## To do:
Repeat each entry exactly.
=== Begin Enclosure ===
//! Core library for the freelance-etl command line application.
//!
//! The pipeline turns freelance-worker spreadsheets into four keyed relations.
//! Workbook, snapshot and store adapters live under [`freelance::etl::io`], the
//! column normalizer in [`freelance::etl::normalize`], identity resolution in
//! [`freelance::etl::identity`], type coercion in [`freelance::etl::coerce`] and
//! the phase orchestration under [`freelance::etl::orchestrator`].

pub mod freelance;

pub use freelance::etl::{
    ErrorClass, EtlError, PipelineConfig, Result, ValidationError, coerce, config, error, identity,
    io, logging, model, normalize, orchestrator, partition, phases, schema, validate,
};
=== End Enclosure ===
## Answer box:
//! Core library for the freelance-etl command line application.
//!
//! The pipeline turns freelance-worker spreadsheets into four keyed relations.
//! Workbook, snapshot and store adapters live under [`freelance::etl::io`], the
//! column normalizer in [`freelance::etl::normalize`], identity resolution in
//! [`freelance::etl::identity`], type coercion in [`freelance::etl::coerce`] and
//! the phase orchestration under [`freelance::etl::orchestrator`].

pub mod freelance;

pub use freelance::etl::{
    ErrorClass, EtlError, PipelineConfig, Result, ValidationError, coerce, config, error, identity,
    io, logging, model, normalize, orchestrator, partition, phases, schema, validate,
};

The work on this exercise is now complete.